Results of Operations

We have generated no significant revenues since our inception, and anticipate that no significant revenues will be generated for the foreseeable future. Accordingly, for accounting purposes we are considered a development stage company. The Company expects to incur significant operating losses for the foreseeable future while the Company advances its future product candidates from discovery through pre-clinical studies and clinical trials and seek regulatory approval and potential commercialization, even if the Company is collaborating with pharmaceutical and larger biotechnology companies. In addition to these increasing research and development expenses, the Company expects general and administrative costs to increase as the Company recruits additional management and administrative personnel. The Company will need to generate significant revenues to achieve profitability and may never do so.

For the Three and Nine Months Ended September 30, 2012 and 2011

For the three months ended September 30, 2012, our net loss was approximately $1,644,000 compared with a net loss of $2,043,000 for the three months ended September 30, 2011. The loss decreased by $399,000 or approximately 20%. Variations in the losses between the two periods are discussed below.

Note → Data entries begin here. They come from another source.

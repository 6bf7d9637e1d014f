//! Close and reload bookkeeping for sinks that own OS resources

use super::error::{LoggerError, Result};
use std::sync::Arc;

/// A sink holding a resource that must be released explicitly.
pub trait Disposable: Send + Sync {
    fn close(&self) -> Result<()>;
}

/// A sink that can reopen its destination in place.
pub trait Reloadable: Send + Sync {
    fn reload(&self) -> Result<()>;
}

/// The disposable and reloadable sinks of one generation.
#[derive(Default)]
pub struct LifecycleManager {
    disposables: Vec<Arc<dyn Disposable>>,
    reloadables: Vec<Arc<dyn Reloadable>>,
}

impl LifecycleManager {
    pub fn new() -> Self {
        Self::default()
    }

    pub fn register_disposable(&mut self, sink: Arc<dyn Disposable>) {
        self.disposables.push(sink);
    }

    pub fn register_reloadable(&mut self, sink: Arc<dyn Reloadable>) {
        self.reloadables.push(sink);
    }

    pub fn disposable_count(&self) -> usize {
        self.disposables.len()
    }

    pub fn reloadable_count(&self) -> usize {
        self.reloadables.len()
    }

    /// Close every disposable sink, then clear both sets.
    ///
    /// Every sink is given a chance to close; the first error is returned.
    pub fn close_all(&mut self) -> Result<()> {
        let mut first_error: Option<LoggerError> = None;
        for sink in self.disposables.drain(..) {
            if let Err(e) = sink.close() {
                first_error.get_or_insert(e);
            }
        }
        self.reloadables.clear();

        match first_error {
            Some(e) => Err(e),
            None => Ok(()),
        }
    }

    /// Reload sinks in registration order, stopping at the first failure.
    pub fn reload_all(&self) -> Result<()> {
        for sink in &self.reloadables {
            sink.reload()?;
        }
        Ok(())
    }
}

#[cfg(test)]
mod tests {
    use super::*;
    use std::sync::atomic::{AtomicUsize, Ordering};

    struct Probe {
        closes: AtomicUsize,
        reloads: AtomicUsize,
        fail: bool,
    }

    impl Probe {
        fn new(fail: bool) -> Arc<Self> {
            Arc::new(Self {
                closes: AtomicUsize::new(0),
                reloads: AtomicUsize::new(0),
                fail,
            })
        }
    }

    impl Disposable for Probe {
        fn close(&self) -> Result<()> {
            self.closes.fetch_add(1, Ordering::SeqCst);
            if self.fail {
                return Err(LoggerError::writer("close failed"));
            }
            Ok(())
        }
    }

    impl Reloadable for Probe {
        fn reload(&self) -> Result<()> {
            self.reloads.fetch_add(1, Ordering::SeqCst);
            if self.fail {
                return Err(LoggerError::writer("reload failed"));
            }
            Ok(())
        }
    }

    #[test]
    fn test_close_attempts_every_sink() {
        let failing = Probe::new(true);
        let healthy = Probe::new(false);

        let mut lifecycle = LifecycleManager::new();
        lifecycle.register_disposable(failing.clone());
        lifecycle.register_disposable(healthy.clone());

        let result = lifecycle.close_all();
        assert!(result.is_err());
        assert_eq!(failing.closes.load(Ordering::SeqCst), 1);
        assert_eq!(healthy.closes.load(Ordering::SeqCst), 1);
        assert_eq!(lifecycle.disposable_count(), 0);
    }

    #[test]
    fn test_close_returns_first_error() {
        let mut lifecycle = LifecycleManager::new();
        lifecycle.register_disposable(Probe::new(true));
        lifecycle.register_disposable(Probe::new(true));

        let err = lifecycle.close_all().unwrap_err();
        assert_eq!(err.to_string(), "Writer error: close failed");
    }

    #[test]
    fn test_reload_stops_at_first_failure() {
        let first = Probe::new(true);
        let second = Probe::new(false);

        let mut lifecycle = LifecycleManager::new();
        lifecycle.register_reloadable(first.clone());
        lifecycle.register_reloadable(second.clone());

        assert!(lifecycle.reload_all().is_err());
        assert_eq!(first.reloads.load(Ordering::SeqCst), 1);
        assert_eq!(second.reloads.load(Ordering::SeqCst), 0);
    }

    #[test]
    fn test_close_clears_reloadables() {
        let probe = Probe::new(false);
        let mut lifecycle = LifecycleManager::new();
        lifecycle.register_disposable(probe.clone());
        lifecycle.register_reloadable(probe.clone());

        lifecycle.close_all().unwrap();
        lifecycle.reload_all().unwrap();

        assert_eq!(lifecycle.reloadable_count(), 0);
        assert_eq!(probe.reloads.load(Ordering::SeqCst), 0);
    }
}
//! Core dispatcher types and traits

pub mod config;
pub mod error;
pub mod fields;
pub mod filter;
pub mod format;
pub mod level;
pub mod lifecycle;
pub mod record;
pub mod registry;
pub mod routed;
pub mod sink;

pub use config::{LoggingConfig, Section, ROOT_SECTION};
pub use error::{LoggerError, Result};
pub use fields::{stack, FieldValue, KeyValues};
pub use filter::FilterTable;
pub use format::{OutputFormat, TermColor, LEVEL_KEY, MESSAGE_KEY, TIME_KEY};
pub use level::{LevelSet, Severity, Threshold};
pub use lifecycle::{Disposable, LifecycleManager, Reloadable};
pub use record::Record;
pub use registry::{Logger, LoggerRegistry, RegistryBuilder, RegistryState, LOGGER_KEY};
pub use routed::RoutedLogger;
pub use sink::{Sink, SinkKind};
impl LoggerRegistry {
    /// Registry with only the bootstrap stderr logger installed
    #[must_use]
    pub fn new() -> Self {
        Self::with_bootstrap(Arc::new(ConsoleSink::stderr(OutputFormat::Logfmt)))
    }

    /// Registry whose bootstrap logger writes to `sink`
    #[must_use]
    pub fn with_bootstrap(sink: Arc<dyn Sink>) -> Self {
        let dispatcher = Arc::new(Dispatcher::new(sink));
        Self {
            root: Logger::root(Arc::clone(&dispatcher)),
            dispatcher,
        }
    }

    #[must_use]
    pub fn builder() -> RegistryBuilder {
        RegistryBuilder::new()
    }

    /// The unnamed logger writing at each sink's default threshold
    pub fn root(&self) -> &Logger {
        &self.root
    }

    #[must_use]
    pub fn new_logger(&self, name: impl Into<String>, context: KeyValues) -> Logger {
        self.root.new_logger(name, context)
    }

    pub fn log(&self, level: Severity, message: impl Into<String>, fields: KeyValues) -> Result<()> {
        self.root.log(level, message, fields)
    }

    pub fn trace(&self, message: impl Into<String>, fields: KeyValues) -> Result<()> {
        self.root.trace(message, fields)
    }

    pub fn debug(&self, message: impl Into<String>, fields: KeyValues) -> Result<()> {
        self.root.debug(message, fields)
    }

    pub fn info(&self, message: impl Into<String>, fields: KeyValues) -> Result<()> {
        self.root.info(message, fields)
    }

    pub fn warn(&self, message: impl Into<String>, fields: KeyValues) -> Result<()> {
        self.root.warn(message, fields)
    }

    pub fn error(&self, message: impl Into<String>, fields: KeyValues) -> Result<()> {
        self.root.error(message, fields)
    }

    pub fn crit(&self, message: impl Into<String>, fields: KeyValues) -> Result<()> {
        self.root.crit(message, fields)
    }

    /// Build one route per mode and install them as the next generation.
    ///
    /// Mode names are trimmed and empty names skipped; with no modes left
    /// the active generation stays as it is. Any failure leaves the current
    /// generation installed and closes whatever this call had opened.
    ///
    /// # Errors
    ///
    /// `UnknownMode` when a mode has no `log.<mode>` section, `ModeLoad`
    /// when a sink cannot be built.
    pub fn read_logging_config<S: AsRef<str>>(
        &self,
        modes: &[S],
        logs_path: impl AsRef<Path>,
        config: &LoggingConfig,
    ) -> Result<()> {
        let _admin = self.dispatcher.admin.lock();

        let modes: Vec<&str> = modes
            .iter()
            .map(|mode| mode.as_ref().trim())
            .filter(|mode| !mode.is_empty())
            .collect();
        if modes.is_empty() {
            return Ok(());
        }

        self.dispatcher.load(&modes, logs_path.as_ref(), config)
    }

    /// Reinstall the bootstrap logger and close every disposable sink.
    ///
    /// Every sink is given a chance to close; the first error is returned.
    pub fn close(&self) -> Result<()> {
        let _admin = self.dispatcher.admin.lock();
        self.dispatcher.close()
    }

    /// Reopen every reloadable sink, stopping at the first failure
    pub fn reload(&self) -> Result<()> {
        let _admin = self.dispatcher.admin.lock();
        let lifecycle = self.dispatcher.lifecycle.lock();
        lifecycle.reload_all()
    }

    pub fn state(&self) -> RegistryState {
        *self.dispatcher.state.lock()
    }

    /// Filters accumulated across every loaded mode
    pub fn dispatcher_filters(&self) -> FilterTable {
        self.dispatcher.filters.lock().clone()
    }

    /// Number of routes in the active generation
    pub fn route_count(&self) -> usize {
        self.dispatcher.active.read().routes.len()
    }
}

impl Default for LoggerRegistry {
    fn default() -> Self {
        Self::new()
    }
}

For the nine months ended September 30, 2012, our net loss was approximately $11,168,000 compared with a net loss of $7,766,000 for the nine months ended September 30, 2011. The loss increased by $3,402,000, or approximately 44%. Variations in the losses between the two periods are discussed below.

Revenue

Total revenues were approximately $57,000 for the three months ended September 30, 2012, compared with no revenues for the three months ended September 30, 2011. The increase of $57,000, or 100%, was due to the recognition of work completed on the Company’s government grants during the quarter. During the same period in 2011, the Company was assigned the grants from Galena as per the contribution agreement. The assignment of the grants was subject to the approval from the granting institutions, which was not received until 2012.

Total revenues were approximately $57,000 for the nine months ended September 30, 2012, compared with no revenues for the nine months ended September 30, 2011. The increase of $57,000, or 100%, was due to the recognition of work completed on the Company’s government grants during the year. During the same period in 2011, the Company was assigned the grants from Galena as per the contribution agreement. The assignment of the grants was subject to the approval from the granting institutions, which was not received until 2012.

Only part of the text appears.